佐賀平野
佐賀平野 (さがへいや)は、佐賀県佐賀市を中心として、佐賀県南部から佐賀県東部にかけて広がる平野である。筑紫平野のうち、筑後川より西の地域を特に指して呼ぶ名称。典型的な沖積平野であり、現在も拡大が続いているため、河成平野に分類される。
範囲
佐賀平野と言えば、多くの場合、南は佐賀県鹿島市から、北は佐賀県鳥栖市までの平野のうち佐賀県内の部分を指す。しかし、東隣にも平野は広がっている。このうち南のほうの平野は筑後平野と呼ばれている。また、北のほうは筑後川周辺に広がった河岸段丘となっており、北野地域とよばれている。そして前述の地域全体を、大きく筑紫平野と呼んでいる。

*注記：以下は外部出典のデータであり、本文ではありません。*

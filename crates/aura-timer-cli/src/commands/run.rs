use std::rc::Rc;
use std::time::Duration;

use aura_timer_core::{
    Capabilities, ClockEngine, Config, HeadlessPlatform, HttpDurationParser, PipCoordinator,
    QueryOutcome, WidgetController,
};
use clap::Args;
use tokio::sync::mpsc;

#[derive(Args)]
pub struct RunArgs {
    /// Duration in minutes (defaults to timer.default_minutes)
    #[arg(long, conflicts_with = "seconds")]
    minutes: Option<u32>,
    /// Duration in seconds
    #[arg(long)]
    seconds: Option<u32>,
    /// Resolve the duration from free text first
    #[arg(long, conflicts_with_all = ["minutes", "seconds"])]
    query: Option<String>,
    /// Mirror the timer into an out-of-window surface
    #[arg(long)]
    pip: bool,
    /// Force the canvas-stream fallback for --pip
    #[arg(long, requires = "pip")]
    fallback: bool,
    /// Stop after this many seconds
    #[arg(long = "for", value_name = "SECS")]
    run_for: Option<u64>,
    /// Also print every timer event as a JSON line, opening with a state snapshot
    #[arg(long)]
    events: bool,
}

pub fn run(args: RunArgs) -> Result<(), Box<dyn std::error::Error>> {
    let config = Config::load_or_default();
    super::runtime()?.block_on(run_loop(args, config))
}

async fn run_loop(args: RunArgs, config: Config) -> Result<(), Box<dyn std::error::Error>> {
    let total = args
        .seconds
        .or(args.minutes.map(|m| m.saturating_mul(60)))
        .unwrap_or_else(|| config.timer.default_seconds());

    tracing::debug!(total, pip = args.pip, fallback = args.fallback, "starting countdown");

    let capabilities = if args.fallback {
        Capabilities::VIDEO_ONLY
    } else {
        Capabilities::ALL
    };
    let platform = HeadlessPlatform::new(capabilities);
    let pip = PipCoordinator::new(Rc::new(platform.clone()))
        .with_surface_sizes(config.pip.surface_sizes());
    let parser = HttpDurationParser::from_config(&config.duration_service)?;

    let (event_tx, mut event_rx) = mpsc::unbounded_channel();
    let mut controller = WidgetController::new(ClockEngine::with_system_clock(total), pip, parser)
        .with_tick_interval(Duration::from_millis(config.timer.tick_interval_ms));
    if args.events {
        controller = controller.with_event_sink(event_tx);
    }

    if let Some(text) = &args.query {
        match controller.set_from_external_query(text).await {
            QueryOutcome::Applied(seconds) => eprintln!("duration set to {seconds}s"),
            QueryOutcome::CouldNotInterpret => {
                return Err(format!("could not interpret: {text}").into())
            }
        }
    }

    if args.pip {
        controller.toggle_pip().await?;
    }
    controller.toggle();

    let mut snapshots = controller.subscribe();
    let printer = async move {
        let first = snapshots.borrow_and_update().clone();
        println!("{}  {}", first.clock_text(), first.status);
        loop {
            tokio::select! {
                changed = snapshots.changed() => {
                    if changed.is_err() {
                        break;
                    }
                    let snap = snapshots.borrow_and_update().clone();
                    println!("{}  {}", snap.clock_text(), snap.status);
                }
                Some(event) = event_rx.recv() => {
                    if let Ok(line) = serde_json::to_string(&event) {
                        println!("{line}");
                    }
                }
            }
        }
    };

    let run_for = args.run_for;
    let shutdown = async move {
        match run_for {
            Some(secs) => {
                tokio::select! {
                    _ = tokio::time::sleep(Duration::from_secs(secs)) => {}
                    _ = tokio::signal::ctrl_c() => {}
                }
            }
            None => {
                let _ = tokio::signal::ctrl_c().await;
            }
        }
    };

    tokio::select! {
        _ = controller.run(shutdown) => {}
        _ = printer => {}
    }

    if args.pip {
        eprintln!(
            "surface: {} scene patches, {} frames presented",
            platform.patch_batches(),
            platform.frames_presented()
        );
    }
    Ok(())
}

小城市や久保田町より西の佐賀平野は、白石平野または白石地域と呼ぶことがある。これに対してそれより東の地域を佐賀地域と呼ぶ。
佐賀平野の北は脊振山地(大きく見れば筑紫山地)に接しており、鳥栖市から小城市付近までは長崎自動車道がちょうど平野と山地の境界になっている。南は有明海に接している。東に筑後川があり、この川が佐賀平野と筑後平野の境界となっている。
佐賀平野の面積は約700km²で、佐賀県の総面積の3分の1を占めている。また、佐賀県の人口の半分(約40万人)を有する。
平野の拡大
筑紫平野の大部分と同様、佐賀平野も河川の運搬によって土砂が堆積して拡大してきた平野である。筑後川と同水系の諸河川をはじめとして、嘉瀬川、六角川、塩田川など(以上東から順に並ぶ)多数の河川が並ぶ。堆積量は東へ行くほど多く、筑後川がもっとも多くなる。また、江戸時代以降には海岸で干拓が行われ、さらに陸地が拡大した。明治から昭和中期までは行政が中心となった大規模な干拓事業も行われた。有明海沿岸の地域には「搦」や「拓」といった干拓特有の地名が多く見られる。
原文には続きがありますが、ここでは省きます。